In a recent study by the University of Adelaide, scientists, along with their phalanx of little mice, found out some interesting stuff. Turns out that after a heavy period of binge eating (also known as Christmas) the nerves in your poor stomach become desensitised. Translation: you need to eat more to feel satisfied.

That's why January can seem so hard. How are kale chips and flax crackers going to cut it when you've been used to third helpings of Heston's Christmas pudding for the past 10 days?

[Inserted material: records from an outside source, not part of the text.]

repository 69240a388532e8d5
mod scheduler;

pub use scheduler::*;
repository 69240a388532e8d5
use crate::game::EventLog;
use crate::lineup::{LineupScorer, SegmentScores};
use crate::r#match::FixtureResolution;
use crate::player::Player;
use crate::team::Team;
use crate::utils::RandomSource;

pub const MIN_MATCH_ROLL: i32 = 1;
pub const MAX_MATCH_ROLL: i32 = 12;

#[derive(Debug, Clone, Copy, PartialEq, Eq)]
pub enum MatchSide {
    Home,
    Away,
}

#[derive(Debug, Clone)]
pub struct MatchOutcome {
    pub winner: Option<MatchSide>,
    pub home_score: SegmentScores,
    pub away_score: SegmentScores,
}

impl MatchOutcome {
    pub fn to_resolution(&self, home_team_id: u32, away_team_id: u32) -> FixtureResolution {
        FixtureResolution {
            draw: self.winner.is_none(),
            sim_win: false,
            winner_team_id: match self.winner {
                Some(MatchSide::Home) => Some(home_team_id),
                Some(MatchSide::Away) => Some(away_team_id),
                None => None,
            },
            home_score: self.home_score,
            away_score: self.away_score,
        }
    }
}

/// Resolves a head-to-head fixture from both lineups.
///
/// Each side's base segment scores get an independent 1..=12 roll per
/// segment, rolled home DEF, MID, FWD then away DEF, MID, FWD. Segments
/// are then compared crosswise: home defence against away attack, home
/// attack against away defence, midfields head to head. The match goes to
/// whichever side takes the majority of the three comparisons.
pub struct MatchResolver;

impl MatchResolver {
    pub fn resolve(
        home: &Team,
        home_players: &[Player],
        away: &Team,
        away_players: &[Player],
        random: &mut dyn RandomSource,
        events: &mut dyn EventLog,
    ) -> MatchOutcome {
        let home_base = LineupScorer::score(home_players, home.captain_boost);
        let away_base = LineupScorer::score(away_players, away.captain_boost);

        let home_score = Self::with_rolls(home_base, random);
        let away_score = Self::with_rolls(away_base, random);

        let majority = (home_score.def - away_score.fwd).signum()
            + (home_score.mid - away_score.mid).signum()
            + (home_score.fwd - away_score.def).signum();

        let winner = if majority > 0 {
            Some(MatchSide::Home)
        } else if majority < 0 {
            Some(MatchSide::Away)
        } else {
            None
        };

        let breakdown = format!(
            "DEF {}-{}, MID {}-{}, FWD {}-{}",
            home_score.def,
            away_score.def,
            home_score.mid,
            away_score.mid,
            home_score.fwd,
            away_score.fwd
        );

        let message = match winner {
            Some(MatchSide::Home) => {
                format!("{} beat {} ({})", home.name, away.name, breakdown)
            }
            Some(MatchSide::Away) => {
                format!("{} beat {} ({})", away.name, home.name, breakdown)
            }
            None => format!("{} and {} drew ({})", home.name, away.name, breakdown),
        };

        events.append(home.game_id, message);

        MatchOutcome {
            winner,
            home_score,
            away_score,
        }
    }

    fn with_rolls(base: SegmentScores, random: &mut dyn RandomSource) -> SegmentScores {
        SegmentScores {
            def: base.def + random.roll(MIN_MATCH_ROLL, MAX_MATCH_ROLL),
            mid: base.mid + random.roll(MIN_MATCH_ROLL, MAX_MATCH_ROLL),
            fwd: base.fwd + random.roll(MIN_MATCH_ROLL, MAX_MATCH_ROLL),
        }
    }
}
mod rollover;
mod season;
mod table;

pub use rollover::*;
pub use season::*;
pub use table::*;
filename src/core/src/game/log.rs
/// Append-only narration sink. Match, sim and cup resolvers report their
/// outcomes here as free text tagged with the game id; where the messages
/// end up (memory, terminal, storage) is the collaborator's business.
pub trait EventLog {
    fn append(&mut self, game_id: u32, message: String);
}

/// Sink that drops every message.
pub struct NullEventLog;

impl EventLog for NullEventLog {
    fn append(&mut self, _game_id: u32, _message: String) {}
}
use gaffer_core::RealTeam;
use gaffer_core::utils::RandomSource;

/// Real clubs available for drafting and cup draws, with a rough strength
/// on the player star scale.
pub const REAL_CLUBS: [(&str, u8); 20] = [
    ("Real Madrid", 7),
    ("Manchester City", 7),
    ("Bayern Munich", 7),
    ("Barcelona", 6),
    ("Liverpool", 6),
    ("Inter", 6),
    ("Arsenal", 6),
    ("Paris Saint-Germain", 6),
    ("Juventus", 5),
    ("Atletico Madrid", 5),
    ("Borussia Dortmund", 5),
    ("Milan", 5),
    ("Napoli", 5),
    ("Benfica", 4),
    ("Porto", 4),
    ("Ajax", 4),
    ("Tottenham Hotspur", 4),
    ("Sevilla", 3),
    ("Celtic", 3),
    ("Feyenoord", 3),
];

pub const FIRST_NAMES: [&str; 20] = [
    "Marco", "Luka", "Kylian", "Erling", "Declan", "Jude", "Pedri", "Bruno", "Virgil", "Kevin",
    "Thibaut", "Rodri", "Harry", "Phil", "Martin", "Victor", "Rafael", "Joshua", "Jamal", "Florian",
];

pub const LAST_NAMES: [&str; 20] = [
    "Silva", "Modric", "Fernandes", "Haaland", "Rice", "Bellingham", "Gonzalez", "Dijk",
    "Bruyne", "Courtois", "Hernandez", "Kane", "Foden", "Odegaard", "Osimhen", "Leao",
    "Kimmich", "Musiala", "Wirtz", "Saliba",
];

/// Names for the managed fantasy sides and their managers.
pub const TEAM_NAMES: [&str; 8] = [
    "Athletic Sofa",
    "Real Ale Madrid",
    "Dynamo Kebab",
    "Sporting Lasagne",
    "Inter Meelan",
    "Borussia Teeth",
    "Crystal Palaver",
    "Nottingham Florist",
];

pub const MANAGER_NAMES: [&str; 8] = [
    "Sam Porter",
    "Alex Reid",
    "Jo Castle",
    "Chris Vane",
    "Pat Munroe",
    "Robin Shaw",
    "Dana Kovac",
    "Lee Winters",
];

pub struct NamePool;

impl NamePool {
    /// The full real club table, ids assigned in listing order.
    pub fn real_clubs() -> Vec<RealTeam> {
        REAL_CLUBS
            .iter()
            .enumerate()
            .map(|(index, &(name, strength))| {
                RealTeam::new(index as u32 + 1, String::from(name), strength)
            })
            .collect()
    }

    pub fn person_name(random: &mut dyn RandomSource) -> String {
        let first = FIRST_NAMES[random.roll(0, FIRST_NAMES.len() as i32 - 1) as usize];
        let last = LAST_NAMES[random.roll(0, LAST_NAMES.len() as i32 - 1) as usize];

        format!("{} {}", first, last)
    }
}
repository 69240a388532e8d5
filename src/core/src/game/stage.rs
use serde::{Deserialize, Serialize};
use std::fmt::{Display, Formatter};

/// The five head-to-head rounds of a season, in playing order.
pub const MATCH_STAGES: [Stage; 5] = [
    Stage::Match1,
    Stage::Match2,
    Stage::Match3,
    Stage::Match4,
    Stage::Match5,
];

/// Phase of a game. Variant order is chronological, so the derived `Ord`
/// sorts fixtures and stages into season order.
#[derive(
    Debug, Clone, Copy, PartialEq, Eq, PartialOrd, Ord, Hash, Serialize, Deserialize,
)]
pub enum Stage {
    NotStarted,
    Training,
    Scouting,
    Investments,
    DeadlineDay,
    Match1,
    Match2,
    Match3,
    Match4,
    Match5,
    CupQuarterFinal,
    CupSemiFinal,
    CupFinal,
    SuperCup,
}

impl Stage {
    /// The following phase in the canonical sequence. The cup rounds are
    /// only entered when a team actually qualifies; callers that skip them
    /// start the next season at `Training` instead.
    pub fn next(&self) -> Option<Stage> {
        match self {
            Stage::NotStarted => Some(Stage::Training),
            Stage::Training => Some(Stage::Scouting),
            Stage::Scouting => Some(Stage::Investments),
            Stage::Investments => Some(Stage::DeadlineDay),
            Stage::DeadlineDay => Some(Stage::Match1),
            Stage::Match1 => Some(Stage::Match2),
            Stage::Match2 => Some(Stage::Match3),
            Stage::Match3 => Some(Stage::Match4),
            Stage::Match4 => Some(Stage::Match5),
            Stage::Match5 => Some(Stage::CupQuarterFinal),
            Stage::CupQuarterFinal => Some(Stage::CupSemiFinal),
            Stage::CupSemiFinal => Some(Stage::CupFinal),
            Stage::CupFinal => Some(Stage::SuperCup),
            Stage::SuperCup => None,
        }
    }

    pub fn is_match_stage(&self) -> bool {
        MATCH_STAGES.contains(self)
    }

    pub fn is_cup_stage(&self) -> bool {
        matches!(
            self,
            Stage::CupQuarterFinal | Stage::CupSemiFinal | Stage::CupFinal
        )
    }

    /// 1-based round number for `Match1..Match5`, `None` for other stages.
    pub fn match_number(&self) -> Option<u8> {
        match self {
            Stage::Match1 => Some(1),
            Stage::Match2 => Some(2),
            Stage::Match3 => Some(3),
            Stage::Match4 => Some(4),
            Stage::Match5 => Some(5),
            _ => None,
        }
    }
}

impl Display for Stage {
    fn fmt(&self, f: &mut Formatter<'_>) -> std::fmt::Result {
        let name = match self {
            Stage::NotStarted => "Not Started",
            Stage::Training => "Training",
            Stage::Scouting => "Scouting",
            Stage::Investments => "Investments",
            Stage::DeadlineDay => "Deadline Day",
            Stage::Match1 => "Match 1",
            Stage::Match2 => "Match 2",
            Stage::Match3 => "Match 3",
            Stage::Match4 => "Match 4",
            Stage::Match5 => "Match 5",
            Stage::CupQuarterFinal => "Cup Quarter-Final",
            Stage::CupSemiFinal => "Cup Semi-Final",
            Stage::CupFinal => "Cup Final",
            Stage::SuperCup => "Super Cup",
        };

        write!(f, "{}", name)
    }
}
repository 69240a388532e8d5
pub mod bracket;

pub use bracket::*;
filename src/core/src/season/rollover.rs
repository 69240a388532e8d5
use crate::player::Player;
use crate::season::{PositionedTeamSeason, Season, TeamSeason};
use chrono::NaiveDateTime;

pub const PRIZE_MONEY_STEP: i32 = 100;

/// Season-end adjustments for one team, applied by the caller.
#[derive(Debug, Clone, PartialEq, Eq)]
pub struct TeamAward {
    pub team_id: u32,
    pub prize_money: i32,
    /// 1 for the champion, 0 for everyone else.
    pub captain_boost_increment: u8,
}

/// Everything the next season starts from.
#[derive(Debug, Clone)]
pub struct RolloverResult {
    pub season: Season,
    pub team_seasons: Vec<TeamSeason>,
    pub awards: Vec<TeamAward>,
}

/// Closes a finished season and opens the next one. Pure: the caller
/// persists the new records and applies the awards.
pub struct SeasonRollover;

impl SeasonRollover {
    /// The season-one baseline: the squad's star sum.
    pub fn initial_starting_score(players: &[Player]) -> i32 {
        players
            .iter()
            .map(|player| i32::from(player.overall))
            .sum()
    }

    /// Prize money scales linearly with the finishing position; even the
    /// bottom of the table gets one step.
    pub fn prize_money(team_count: usize, position: u8) -> i32 {
        let rank_value = team_count as i32 - i32::from(position) + 1;
        rank_value.max(0) * PRIZE_MONEY_STEP
    }

    /// Each team's new baseline is its final score from the finished
    /// season, so strength carries over and keeps building towards the
    /// victory threshold. The champion's captain boost grows by one.
    pub fn roll(
        finished: &Season,
        standings: &[PositionedTeamSeason],
        started_at: NaiveDateTime,
    ) -> RolloverResult {
        let season = Season::new(finished.game_id, finished.number + 1, started_at);

        let team_seasons = standings
            .iter()
            .map(|row| {
                TeamSeason::new(
                    finished.game_id,
                    season.number,
                    row.team_season.team_id,
                    row.team_season.score,
                )
            })
            .collect();

        let awards = standings
            .iter()
            .map(|row| TeamAward {
                team_id: row.team_season.team_id,
                prize_money: Self::prize_money(standings.len(), row.position),
                captain_boost_increment: u8::from(row.position == 1),
            })
            .collect();

        RolloverResult {
            season,
            team_seasons,
            awards,
        }
    }
}

#[cfg(test)]
mod tests {
    use super::*;
    use crate::player::PlayerPosition;
    use chrono::NaiveDate;

    fn started_at() -> NaiveDateTime {
        NaiveDate::from_ymd_opt(2025, 2, 1)
            .unwrap()
            .and_hms_opt(9, 0, 0)
            .unwrap()
    }

    fn standings() -> Vec<PositionedTeamSeason> {
        [(20u32, 58i32), (10, 52), (30, 47)]
            .iter()
            .enumerate()
            .map(|(index, &(team_id, score))| {
                let mut team_season = TeamSeason::new(1, 3, team_id, 40);
                team_season.score = score;
                PositionedTeamSeason {
                    position: (index + 1) as u8,
                    team_season,
                }
            })
            .collect()
    }

    #[test]
    fn test_initial_starting_score_is_the_squad_star_sum() {
        let players: Vec<Player> = [4u8, 6, 3, 5]
            .iter()
            .enumerate()
            .map(|(index, &overall)| {
                Player::new(
                    index as u32 + 1,
                    format!("Player {}", index + 1),
                    1,
                    overall,
                    PlayerPosition::Midfielder,
                )
            })
            .collect();

        assert_eq!(SeasonRollover::initial_starting_score(&players), 18);
        assert_eq!(SeasonRollover::initial_starting_score(&[]), 0);
    }

    #[test]
    fn test_prize_money_scales_with_position() {
        assert_eq!(SeasonRollover::prize_money(4, 1), 400);
        assert_eq!(SeasonRollover::prize_money(4, 2), 300);
        assert_eq!(SeasonRollover::prize_money(4, 4), 100);
        assert_eq!(SeasonRollover::prize_money(2, 1), 200);
    }

    #[test]
    fn test_roll_carries_final_scores_into_new_baselines() {
        let finished = Season::new(1, 3, started_at());

        let result = SeasonRollover::roll(&finished, &standings(), started_at());

        assert_eq!(result.season.number, 4);
        assert_eq!(result.season.game_id, 1);

        assert_eq!(result.team_seasons.len(), 3);
        let champion = &result.team_seasons[0];
        assert_eq!(champion.team_id, 20);
        assert_eq!(champion.starting_score, 58);
        assert_eq!(champion.score, 58);
        assert_eq!(champion.id, "1-4-20");
    }

    #[test]
    fn test_roll_awards_champion_boost_and_scaled_prizes() {
        let finished = Season::new(1, 3, started_at());

        let result = SeasonRollover::roll(&finished, &standings(), started_at());

        assert_eq!(
            result.awards,
            vec![
                TeamAward {
                    team_id: 20,
                    prize_money: 300,
                    captain_boost_increment: 1,
                },
                TeamAward {
                    team_id: 10,
                    prize_money: 200,
                    captain_boost_increment: 0,
                },
                TeamAward {
                    team_id: 30,
                    prize_money: 100,
                    captain_boost_increment: 0,
                },
            ]
        );
    }
}
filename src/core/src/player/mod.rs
mod player;
mod position;

pub use player::*;
pub use position::*;
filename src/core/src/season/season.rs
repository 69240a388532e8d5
use chrono::NaiveDateTime;
use serde::{Deserialize, Serialize};

pub const WIN_POINTS: i32 = 6;
pub const DRAW_POINTS: i32 = 2;

/// One numbered season of a game. Immutable once the next season starts;
/// the current season is always the highest number for the game.
#[derive(Debug, Clone, Serialize, Deserialize)]
pub struct Season {
    pub game_id: u32,
    pub number: u32,
    pub started_at: NaiveDateTime,
}

impl Season {
    pub fn new(game_id: u32, number: u32, started_at: NaiveDateTime) -> Self {
        Season {
            game_id,
            number,
            started_at,
        }
    }
}

/// One team's scoring record within one season.
#[derive(Debug, Clone, PartialEq, Eq, Serialize, Deserialize)]
pub struct TeamSeason {
    pub id: String,
    pub game_id: u32,
    pub season: u32,
    pub team_id: u32,
    /// Cumulative score. Opens at the starting baseline and only grows.
    pub score: i32,
    /// Season-opening baseline: the squad star sum in season one, the
    /// previous season's final score afterwards. Doubles as the handicap
    /// key when the table ties.
    pub starting_score: i32,
}

impl TeamSeason {
    /// Row identifier, also how collaborators address a team's season.
    pub fn key(game_id: u32, season: u32, team_id: u32) -> String {
        format!("{}-{}-{}", game_id, season, team_id)
    }

    pub fn new(game_id: u32, season: u32, team_id: u32, starting_score: i32) -> Self {
        TeamSeason {
            id: Self::key(game_id, season, team_id),
            game_id,
            season,
            team_id,
            score: starting_score,
            starting_score,
        }
    }

    pub fn add_points(&mut self, points: i32) {
        debug_assert!(points >= 0, "season scores never decrease");
        self.score += points;
    }

    /// Points gathered on top of the baseline this season.
    pub fn earned(&self) -> i32 {
        self.score - self.starting_score
    }
}

/// A `TeamSeason` stamped with its league rank. Derived on every read by
/// the ranker, never persisted.
#[derive(Debug, Clone, PartialEq, Eq, Serialize, Deserialize)]
pub struct PositionedTeamSeason {
    pub position: u8,
    pub team_season: TeamSeason,
}
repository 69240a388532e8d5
use crate::game::Stage;
use crate::team::Team;
use log::error;
use serde::{Deserialize, Serialize};

/// One head-to-head meeting in a stage schedule, by team id.
#[derive(Debug, Clone, Copy, PartialEq, Eq, Serialize, Deserialize)]
pub struct Pairing {
    pub home_team_id: u32,
    pub away_team_id: u32,
}

type StagePairs = &'static [(usize, usize)];

const NO_PAIRS: StagePairs = &[];

// Pairing tables per team count, one row per match stage. Entries index
// into the canonical id-sorted team list. Across the five stages every
// pair of teams meets at least once, and a team missing from a row plays
// a simulated round that stage. Domain data, not derivable.

const TABLE_1: [StagePairs; 5] = [NO_PAIRS; 5];

const TABLE_2: [StagePairs; 5] = [
    &[(0, 1)],
    &[(1, 0)],
    &[(0, 1)],
    &[(1, 0)],
    &[(0, 1)],
];

const TABLE_3: [StagePairs; 5] = [
    &[(0, 1)],
    &[(2, 0)],
    &[(1, 2)],
    &[(1, 0)],
    &[(0, 2)],
];

const TABLE_4: [StagePairs; 5] = [
    &[(0, 1), (2, 3)],
    &[(2, 0), (3, 1)],
    &[(0, 3), (1, 2)],
    &[(1, 0), (3, 2)],
    &[(3, 0), (2, 1)],
];

const TABLE_5: [StagePairs; 5] = [
    &[(1, 4), (2, 3)],
    &[(0, 1), (4, 2)],
    &[(2, 0), (3, 4)],
    &[(0, 3), (1, 2)],
    &[(4, 0), (3, 1)],
];

const TABLE_6: [StagePairs; 5] = [
    &[(5, 0), (1, 4), (2, 3)],
    &[(5, 3), (0, 1), (2, 4)],
    &[(5, 1), (0, 2), (3, 4)],
    &[(5, 4), (0, 3), (1, 2)],
    &[(5, 2), (0, 4), (1, 3)],
];

/// Produces the head-to-head schedule for a match stage from the fixed
/// per-team-count tables. Cup rounds are built by the cup bracket, not
/// through here.
pub struct FixtureScheduler;

impl FixtureScheduler {
    pub fn fixtures_for_stage(teams: &[Team], stage: Stage) -> Vec<Pairing> {
        let Some(match_number) = stage.match_number() else {
            error!("fixture schedule requested for non-match stage {}", stage);
            return Vec::new();
        };

        let Some(pairs) = Self::stage_pairs(teams.len(), match_number) else {
            error!("no fixture schedule for {} teams", teams.len());
            return Vec::new();
        };

        let order = Self::canonical_order(teams);

        pairs
            .iter()
            .map(|&(home, away)| Pairing {
                home_team_id: order[home],
                away_team_id: order[away],
            })
            .collect()
    }

    /// True when the team sits out the stage's head-to-head schedule and
    /// plays a simulated round instead. A lone team never sims: the game
    /// cannot proceed past setup with fewer than two teams.
    pub fn has_sim(team_id: u32, teams: &[Team], stage: Stage) -> bool {
        if teams.len() < 2 || !teams.iter().any(|team| team.id == team_id) {
            return false;
        }

        let Some(match_number) = stage.match_number() else {
            return false;
        };

        let Some(pairs) = Self::stage_pairs(teams.len(), match_number) else {
            return false;
        };

        let order = Self::canonical_order(teams);

        !pairs
            .iter()
            .any(|&(home, away)| order[home] == team_id || order[away] == team_id)
    }

    /// Stable id-sorted ordering the pairing tables index into, so the
    /// same team set always yields the same schedule.
    fn canonical_order(teams: &[Team]) -> Vec<u32> {
        let mut ids: Vec<u32> = teams.iter().map(|team| team.id).collect();
        ids.sort_unstable();
        ids
    }

    fn stage_pairs(team_count: usize, match_number: u8) -> Option<StagePairs> {
        let table: &[StagePairs; 5] = match team_count {
            1 => &TABLE_1,
            2 => &TABLE_2,
            3 => &TABLE_3,
            4 => &TABLE_4,
            5 => &TABLE_5,
            6 => &TABLE_6,
            _ => return None,
        };

        Some(table[usize::from(match_number - 1)])
    }
}

#[cfg(test)]
mod tests {
    use super::*;
    use crate::game::MATCH_STAGES;
    use std::collections::HashSet;

    fn league(count: usize) -> Vec<Team> {
        // Ids descending on purpose: the scheduler must canonicalise.
        (1..=count as u32)
            .rev()
            .map(|n| {
                Team::new(
                    n * 10,
                    1,
                    format!("Team {}", n),
                    format!("Manager {}", n),
                )
            })
            .collect()
    }

    #[test]
    fn test_each_stage_partitions_the_team_set() {
        for count in 2..=6 {
            let teams = league(count);

            for stage in MATCH_STAGES {
                let pairings = FixtureScheduler::fixtures_for_stage(&teams, stage);

                let mut paired = HashSet::new();
                for pairing in &pairings {
                    assert!(paired.insert(pairing.home_team_id));
                    assert!(paired.insert(pairing.away_team_id));
                }

                for team in &teams {
                    let in_pairing = paired.contains(&team.id);
                    let in_sim = FixtureScheduler::has_sim(team.id, &teams, stage);

                    assert!(
                        in_pairing != in_sim,
                        "team {} with {} teams at {} must be paired or simmed, not both",
                        team.id,
                        count,
                        stage
                    );
                }
            }
        }
    }

    #[test]
    fn test_round_robin_coverage_across_stages() {
        for count in 2..=6 {
            let teams = league(count);
            let mut met = HashSet::new();

            for stage in MATCH_STAGES {
                for pairing in FixtureScheduler::fixtures_for_stage(&teams, stage) {
                    let low = pairing.home_team_id.min(pairing.away_team_id);
                    let high = pairing.home_team_id.max(pairing.away_team_id);
                    assert_ne!(low, high, "a team cannot meet itself");
                    met.insert((low, high));
                }
            }

            assert_eq!(met.len(), count * (count - 1) / 2, "{} teams", count);
        }
    }

    #[test]
    fn test_schedule_ignores_input_order() {
        let reversed = league(5);
        let mut sorted = reversed.clone();
        sorted.sort_by_key(|team| team.id);

        for stage in MATCH_STAGES {
            assert_eq!(
                FixtureScheduler::fixtures_for_stage(&reversed, stage),
                FixtureScheduler::fixtures_for_stage(&sorted, stage)
            );
        }
    }

    #[test]
    fn test_two_teams_meet_every_stage_with_alternating_venue() {
        let teams = league(2);

        let opener = FixtureScheduler::fixtures_for_stage(&teams, MATCH_STAGES[0]);
        assert_eq!(
            opener,
            vec![Pairing {
                home_team_id: 10,
                away_team_id: 20,
            }]
        );

        let second = FixtureScheduler::fixtures_for_stage(&teams, MATCH_STAGES[1]);
        assert_eq!(
            second,
            vec![Pairing {
                home_team_id: 20,
                away_team_id: 10,
            }]
        );

        for stage in MATCH_STAGES {
            assert_eq!(FixtureScheduler::fixtures_for_stage(&teams, stage).len(), 1);
        }
    }

    #[test]
    fn test_three_team_league_sims_rotate() {
        let teams = league(3);

        let simmed: Vec<u32> = MATCH_STAGES
            .iter()
            .map(|&stage| {
                teams
                    .iter()
                    .map(|team| team.id)
                    .find(|&id| FixtureScheduler::has_sim(id, &teams, stage))
                    .unwrap()
            })
            .collect();

        assert_eq!(simmed, vec![30, 20, 10, 30, 20]);
    }

    #[test]
    fn test_even_team_counts_never_sim() {
        for count in [2, 4, 6] {
            let teams = league(count);

            for stage in MATCH_STAGES {
                for team in &teams {
                    assert!(!FixtureScheduler::has_sim(team.id, &teams, stage));
                }
            }
        }
    }

    #[test]
    fn test_single_team_gets_nothing() {
        let teams = league(1);

        assert!(FixtureScheduler::fixtures_for_stage(&teams, MATCH_STAGES[0]).is_empty());
        assert!(!FixtureScheduler::has_sim(10, &teams, MATCH_STAGES[0]));
    }

    #[test]
    fn test_unsupported_team_count_falls_back_to_empty() {
        let teams = league(7);

        assert!(FixtureScheduler::fixtures_for_stage(&teams, MATCH_STAGES[2]).is_empty());
        assert!(!FixtureScheduler::has_sim(10, &teams, MATCH_STAGES[2]));
    }

    #[test]
    fn test_non_match_stage_has_no_schedule() {
        let teams = league(4);

        assert!(FixtureScheduler::fixtures_for_stage(&teams, Stage::Training).is_empty());
        assert!(FixtureScheduler::fixtures_for_stage(&teams, Stage::CupFinal).is_empty());
        assert!(!FixtureScheduler::has_sim(10, &teams, Stage::Training));
    }

    #[test]
    fn test_unknown_team_never_sims() {
        let teams = league(3);

        assert!(!FixtureScheduler::has_sim(999, &teams, MATCH_STAGES[0]));
    }
}
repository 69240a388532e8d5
use serde::{Deserialize, Serialize};

/// A real-world club. Supplies draftable players, lineup chemistry links
/// and the opposition pool for cup draws and simulated rounds.
#[derive(Debug, Clone, Serialize, Deserialize)]
pub struct RealTeam {
    pub id: u32,
    pub name: String,
    /// Rough quality on the same 1..=7 scale as player stars.
    pub strength: u8,
}

impl RealTeam {
    pub fn new(id: u32, name: String, strength: u8) -> Self {
        RealTeam { id, name, strength }
    }
}
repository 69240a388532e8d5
mod real_team;
mod team;

pub use real_team::*;
pub use team::*;
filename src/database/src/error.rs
use thiserror::Error;

/// Failures surfaced by the in-memory store. Lookup misses carry the key
/// that missed; write conflicts carry the key that collided.
#[derive(Debug, Error, PartialEq, Eq)]
pub enum StoreError {
    #[error("game {0} not found")]
    GameNotFound(u32),

    #[error("team {0} not found")]
    TeamNotFound(u32),

    #[error("real team {0} not found")]
    RealTeamNotFound(u32),

    #[error("game {0} has not started a season")]
    SeasonNotFound(u32),

    #[error("team season {0} not found")]
    TeamSeasonNotFound(String),

    #[error("fixture {0} not found")]
    FixtureNotFound(String),

    #[error("fixture {0} already resolved")]
    FixtureAlreadyResolved(String),

    #[error("team season {0} already exists")]
    DuplicateTeamSeason(String),

    #[error("fixture {0} already exists")]
    DuplicateFixture(String),
}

The answer then is to add things into your diet, not take them away. I call it 'transitional' eating. Sure, go for your life with green juices. But also make sure your dinner is a thick stew rather than a quinoa salad. Make small, barely noticeable swaps. I'm ditching agave (too high in fructose) for rice vinegar, and home-made jam on toast for mashed avocado and olive oil on rye bread. If I want a glass of wine I make it red and use a smaller glass. As for tea (and I was a five cups a day caffeine hoover) I have ditched it for Teapigs' lovely licorice tea, that tastes like a handful of bonbons.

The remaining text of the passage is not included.